Le contrat pour la construction de cette centrale a été signé pour la première fois avec l'Allemagne en 1975 en raison des ambitions du Shah. La centrale devait être mise en service dans dix ans. Avant la révolution iranienne de 1978, 75 % de sa construction était achevée, mais après la révolution, l'Allemagne a refusé de poursuivre ce projet. Cependant, comme le régime iranien cherchait à se doter d'armes nucléaires pour garantir sa survie, il a re-signé un contrat avec la Russie en 1995 pour achever la centrale. Il devait être opérationnel en l'an 2000. Cependant, pour diverses raisons, avec un retard de 16 ans et un coût de plus de 11 milliards de dollars, il a finalement été inauguré en 2011 avec une capacité de seulement 1 000 mégawatts, ce qui n'était pas du tout justifiable économiquement.

En effet, dans une situation où l'Iran possède les deuxièmes plus grandes réserves de gaz naturel au monde, plusieurs usines à gaz d'une capacité plusieurs fois supérieure à celle de l'usine de Bushehr pourraient être construites à un coût bien moindre et sans risque de dommages environnementaux. Toutefois, comme on l'a vu, l'acquisition d'armes nucléaires ayant toujours été l'un des objectifs du régime pour assurer sa survie, Khamenei a poussé la construction de la centrale jusqu'à son stade final, quels que soient les dangers potentiels et ses problèmes économiques et politiques.

Ali Akbar Salehi, chef de l'Organisation iranienne de l'énergie atomique, a révélé au début de l'année que l'Iran devait à la Russie "plusieurs centaines de millions d'euros" pour cette centrale. Depuis sa création, l'approvisionnement en carburant, l'entretien et les réparations éventuelles ont toujours dépendu de la Russie. Pour sa part, Mahmoud Jafari, directeur adjoint de l'Organisation iranienne de l'énergie atomique, avait précédemment déclaré que "l'approvisionnement des fonds nécessaires pour l'exploitation, la maintenance, l'achat de pièces de rechange et de combustible annuel pour la première unité de la centrale de Bushehr avait de sérieux problèmes en raison des sanctions et que l'exploitation de cette centrale pourrait être arrêtée."

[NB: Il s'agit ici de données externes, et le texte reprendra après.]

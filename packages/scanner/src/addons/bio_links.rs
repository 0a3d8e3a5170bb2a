//! Bio-link extraction: URLs, bare hostnames, and @handle tokens pulled
//! out of profile bios, reduced to registrable domains.

use std::sync::OnceLock;

use regex::Regex;

use crate::types::probe::ProbeResult;

/// Tokens longer than this are ignored.
const MAX_TOKEN_LEN: usize = 256;

/// Suffixes where the registrable domain spans three labels.
const TWO_LEVEL_SUFFIXES: [&str; 12] = [
    "co.uk", "org.uk", "ac.uk", "gov.uk", "com.au", "net.au", "org.au", "co.jp", "com.br",
    "co.in", "co.nz", "com.mx",
];

fn url_pattern() -> &'static Regex {
    static PATTERN: OnceLock<Regex> = OnceLock::new();
    PATTERN.get_or_init(|| {
        Regex::new(r#"(?i)\b(?:https?://)?(?:[a-z0-9](?:[a-z0-9-]*[a-z0-9])?\.)+[a-z]{2,}(?:/[^\s<>"']*)?"#)
            .expect("bio url pattern")
    })
}

fn handle_pattern() -> &'static Regex {
    static PATTERN: OnceLock<Regex> = OnceLock::new();
    PATTERN.get_or_init(|| Regex::new(r"@([A-Za-z0-9_][A-Za-z0-9_.]{1,63})").expect("handle pattern"))
}

/// Extracted link material from one bio.
#[derive(Debug, Clone, Default, PartialEq)]
pub struct BioLinks {
    pub urls: Vec<String>,
    pub handles: Vec<String>,
    pub domains: Vec<String>,
}

/// Extract URLs, handles, and registrable domains from a bio string.
pub fn extract(bio: &str) -> BioLinks {
    let mut links = BioLinks::default();

    for m in url_pattern().find_iter(bio) {
        let token = m.as_str();
        if token.len() > MAX_TOKEN_LEN {
            continue;
        }
        // A dotted @handle also matches the hostname shape; skip it.
        // user@server forms (emails, fediverse addresses) still count.
        if m.start() > 0 && bio.as_bytes()[m.start() - 1] == b'@' {
            let standalone_handle = bio[..m.start() - 1]
                .chars()
                .next_back()
                .map(|c| !c.is_alphanumeric())
                .unwrap_or(true);
            if standalone_handle {
                continue;
            }
        }
        links.urls.push(token.to_string());
        if let Some(domain) = registrable_domain(token) {
            if !links.domains.contains(&domain) {
                links.domains.push(domain);
            }
        }
    }

    for cap in handle_pattern().captures_iter(bio) {
        let handle = cap[1].to_string();
        if handle.len() <= MAX_TOKEN_LEN && !links.handles.contains(&handle) {
            links.handles.push(handle);
        }
    }

    links
}

/// Reduce a URL or bare hostname to its lowercased eTLD+1.
///
/// Approximation over a short multi-label-suffix list rather than the
/// full public-suffix dataset.
pub fn registrable_domain(token: &str) -> Option<String> {
    let token = token.trim().to_ascii_lowercase();
    let without_scheme = token
        .strip_prefix("https://")
        .or_else(|| token.strip_prefix("http://"))
        .unwrap_or(&token);
    let host = without_scheme
        .split(['/', '?', '#'])
        .next()?
        .split('@')
        .next_back()?
        .split(':')
        .next()?;

    let labels: Vec<&str> = host.split('.').filter(|l| !l.is_empty()).collect();
    if labels.len() < 2 {
        return None;
    }
    // numeric hosts are not domains
    if labels.last()?.chars().all(|c| c.is_ascii_digit()) {
        return None;
    }

    let tail2 = labels[labels.len() - 2..].join(".");
    let take = if TWO_LEVEL_SUFFIXES.contains(&tail2.as_str()) && labels.len() >= 3 {
        3
    } else {
        2
    };
    Some(labels[labels.len() - take..].join("."))
}

/// Derive `bio_domains` for every result with a bio.
pub fn apply(results: &mut [ProbeResult]) {
    for result in results.iter_mut() {
        let Some(bio) = result.profile.bio.as_deref() else {
            continue;
        };
        let links = extract(bio);
        result.profile.bio_domains = links.domains;
    }
}
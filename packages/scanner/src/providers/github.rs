//! GitHub code driver: probes the users API instead of scraping HTML.

use std::time::{Duration, Instant};

use async_trait::async_trait;
use serde_json::Value;

use crate::extract;
use crate::transport::ProbeRequest;
use crate::types::probe::{ProbeResult, ProbeStatus};

use super::{Provider, ScanContext};

const API_URL: &str = "https://api.github.com/users/{username}";

pub struct GithubProvider;

impl GithubProvider {
    pub fn new() -> Self {
        Self
    }
}

impl Default for GithubProvider {
    fn default() -> Self {
        Self::new()
    }
}

#[async_trait]
impl Provider for GithubProvider {
    fn name(&self) -> &str {
        "github"
    }

    fn probe_url(&self, username: &str) -> String {
        API_URL.replace("{username}", username)
    }

    async fn check(&self, ctx: &ScanContext, username: &str) -> ProbeResult {
        let url = API_URL.replace("{username}", username);
        let request = ProbeRequest::get_json(url.clone())
            .with_timeout(Duration::from_secs(10))
            .with_header("Accept", "application/vnd.github+json");

        let started = Instant::now();
        let response = match ctx.fetch(&request).await {
            Ok(response) => response,
            Err(err) => {
                return ProbeResult::failed(self.name(), url, err.to_string())
                    .with_elapsed_ms(started.elapsed().as_millis() as u64);
            }
        };
        let elapsed_ms = started.elapsed().as_millis() as u64;

        let mut result = ProbeResult::new(self.name(), ProbeStatus::Unknown, url)
            .with_http_status(response.http_status)
            .with_elapsed_ms(elapsed_ms);

        match response.http_status {
            200 => {
                result.status = ProbeStatus::Found;
                if let Ok(value) = serde_json::from_slice::<Value>(&response.body) {
                    let mut profile = extract::from_json(&value);
                    // `name` may be null; fall back to the login
                    if profile.display_name.is_none() {
                        profile.display_name = value
                            .get("login")
                            .and_then(Value::as_str)
                            .map(str::to_string);
                    }
                    result.profile = profile;
                }
            }
            404 => result.status = ProbeStatus::NotFound,
            403 | 429 => {
                result.status = ProbeStatus::Blocked;
                result.error = Some("rate_limited".to_string());
            }
            _ => {}
        }

        result
    }
}
//! Job lifecycle: records, the bounded store, and the manager facade.

pub mod job;
pub mod manager;
pub mod store;

pub use job::JobRecord;
pub use manager::{JobManager, SubmitOptions};
pub use store::{JobStore, StoreConfig};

Bien sûr, ces dernières années, il est apparu clairement que le régime iranien n'a pas renoncé à ses ambitions atomiques et continue de dissimuler et de tromper la communauté internationale. Elle investit massivement dans le chantage aux parties étrangères pour lever les sanctions et ignore les programmes de missiles, l'exportation du terrorisme et l'ingérence dans les affaires des autres pays. Ses ambitions nucléaires ont entraîné des coûts énormes au lieu de fournir des moyens de subsistance au peuple iranien.

Entre-temps, les Iraniens sont actuellement, d'une part, soumis à la répression du gouvernement et, d'autre part, se trouvent dans une situation économique désespérée, 80 % d'entre eux vivant sous le seuil de pauvreté, et ils ont manifesté leur mécontentement à l'égard du régime par le boycott généralisé des récentes élections présidentielles, au point que, selon des sources fiables, seuls 10 % des électeurs éligibles ont pris part au scrutin.

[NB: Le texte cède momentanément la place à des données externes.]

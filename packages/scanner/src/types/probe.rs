//! Probe results: the terminal record of one (username, provider) check.

use serde::{Deserialize, Serialize};

/// Classification of one probe.
#[derive(Debug, Clone, Copy, PartialEq, Eq, Serialize, Deserialize)]
#[serde(rename_all = "snake_case")]
pub enum ProbeStatus {
    Found,
    NotFound,
    Unknown,
    Blocked,
    Error,
}

/// Extracted profile fields plus addon-added enrichments.
///
/// Every field is optional; extraction failures leave fields unset rather
/// than erroring. Later extraction sources never overwrite earlier
/// non-empty values.
#[derive(Debug, Clone, Default, PartialEq, Serialize, Deserialize)]
pub struct Profile {
    #[serde(skip_serializing_if = "Option::is_none")]
    pub display_name: Option<String>,

    #[serde(skip_serializing_if = "Option::is_none")]
    pub avatar_url: Option<String>,

    #[serde(skip_serializing_if = "Option::is_none")]
    pub bio: Option<String>,

    #[serde(skip_serializing_if = "Option::is_none")]
    pub followers: Option<u64>,

    #[serde(skip_serializing_if = "Option::is_none")]
    pub following: Option<u64>,

    #[serde(skip_serializing_if = "Option::is_none")]
    pub subscribers: Option<u64>,

    #[serde(skip_serializing_if = "Option::is_none")]
    pub created_at: Option<String>,

    /// Lowercased registrable domains pulled out of the bio (addon)
    #[serde(default, skip_serializing_if = "Vec::is_empty")]
    pub bio_domains: Vec<String>,

    /// SHA-256 of the raw avatar bytes, hex (addon)
    #[serde(skip_serializing_if = "Option::is_none")]
    pub avatar_sha256: Option<String>,

    /// 64-bit difference hash of the avatar, 16-digit hex (addon)
    #[serde(skip_serializing_if = "Option::is_none")]
    pub avatar_dhash: Option<String>,

    /// Integer id of the avatar cluster this result belongs to (addon)
    #[serde(skip_serializing_if = "Option::is_none")]
    pub avatar_cluster_id: Option<u32>,

    /// Why the avatar could not be fetched or decoded (addon)
    #[serde(skip_serializing_if = "Option::is_none")]
    pub avatar_fetch_error: Option<String>,

    /// Face-match verdict against the reference images (addon)
    #[serde(skip_serializing_if = "Option::is_none")]
    pub face_match: Option<FaceMatch>,

    /// Why face matching was skipped for this result (addon)
    #[serde(skip_serializing_if = "Option::is_none")]
    pub face_match_error: Option<String>,
}

impl Profile {
    /// True when no extraction source produced anything.
    pub fn is_empty(&self) -> bool {
        self.display_name.is_none()
            && self.avatar_url.is_none()
            && self.bio.is_none()
            && self.followers.is_none()
            && self.following.is_none()
            && self.subscribers.is_none()
            && self.created_at.is_none()
    }

    /// Union `other` into `self`; existing non-empty values win.
    pub fn merge(&mut self, other: Profile) {
        fn fill<T>(slot: &mut Option<T>, value: Option<T>) {
            if slot.is_none() {
                *slot = value;
            }
        }
        fill(&mut self.display_name, other.display_name);
        fill(&mut self.avatar_url, other.avatar_url);
        fill(&mut self.bio, other.bio);
        fill(&mut self.followers, other.followers);
        fill(&mut self.following, other.following);
        fill(&mut self.subscribers, other.subscribers);
        fill(&mut self.created_at, other.created_at);
    }
}

/// Face-match verdict for one avatar.
#[derive(Debug, Clone, PartialEq, Serialize, Deserialize)]
pub struct FaceMatch {
    pub matched: bool,

    #[serde(skip_serializing_if = "Option::is_none")]
    pub distance: Option<f32>,

    #[serde(skip_serializing_if = "Option::is_none")]
    pub reason: Option<String>,
}

impl FaceMatch {
    /// A refusal verdict (`no_face`, `download_failed`, ...).
    pub fn refused(reason: impl Into<String>) -> Self {
        Self {
            matched: false,
            distance: None,
            reason: Some(reason.into()),
        }
    }
}

/// Terminal record for one (username, provider) probe.
#[derive(Debug, Clone, Serialize, Deserialize)]
pub struct ProbeResult {
    pub provider: String,
    pub status: ProbeStatus,
    pub url: String,

    #[serde(skip_serializing_if = "Option::is_none")]
    pub http_status: Option<u16>,

    pub elapsed_ms: u64,

    #[serde(skip_serializing_if = "Option::is_none")]
    pub error: Option<String>,

    #[serde(default)]
    pub profile: Profile,
}

impl ProbeResult {
    pub fn new(provider: impl Into<String>, status: ProbeStatus, url: impl Into<String>) -> Self {
        Self {
            provider: provider.into(),
            status,
            url: url.into(),
            http_status: None,
            elapsed_ms: 0,
            error: None,
            profile: Profile::default(),
        }
    }

    /// A probe that never produced an HTTP outcome.
    pub fn failed(
        provider: impl Into<String>,
        url: impl Into<String>,
        error: impl Into<String>,
    ) -> Self {
        let mut result = Self::new(provider, ProbeStatus::Error, url);
        result.error = Some(error.into());
        result
    }

    pub fn with_http_status(mut self, status: u16) -> Self {
        self.http_status = Some(status);
        self
    }

    pub fn with_elapsed_ms(mut self, elapsed_ms: u64) -> Self {
        self.elapsed_ms = elapsed_ms;
        self
    }

    pub fn with_profile(mut self, profile: Profile) -> Self {
        self.profile = profile;
        self
    }
}

#[cfg(test)]
mod tests {
    use super::*;

    #[test]
    fn test_merge_keeps_existing_values() {
        let mut base = Profile {
            display_name: Some("Alice".into()),
            ..Default::default()
        };
        base.merge(Profile {
            display_name: Some("Other".into()),
            bio: Some("hello".into()),
            ..Default::default()
        });

        assert_eq!(base.display_name.as_deref(), Some("Alice"));
        assert_eq!(base.bio.as_deref(), Some("hello"));
    }

    #[test]
    fn test_status_serializes_snake_case() {
        let json = serde_json::to_string(&ProbeStatus::NotFound).unwrap();
        assert_eq!(json, "\"not_found\"");
    }

    #[test]
    fn test_empty_profile_fields_are_omitted() {
        let result = ProbeResult::new("demo", ProbeStatus::Unknown, "https://example.test/u/a");
        let json = serde_json::to_value(&result).unwrap();
        assert!(json["profile"].as_object().unwrap().is_empty());
        assert!(json.get("error").is_none());
    }
}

En conséquence, la société iranienne est comme un baril de poudre prêt à exploser, attendant la moindre étincelle. Maintenant, supposons qu'il y ait un accident à la centrale nucléaire de Bushehr ou tout autre événement ayant un effet dévastateur sur la population n'importe où en Iran. Cela peut certainement agir comme une étincelle qui mène à l'explosion et finalement ouvrir la voie à un changement généralisé du système existant.

Cyrus Yaqubi est un analyste de recherche et un commentateur des affaires étrangères iraniennes. Il effectue des recherches sur les problèmes sociaux et économiques des pays du Moyen-Orient en général et de l'Iran en particulier.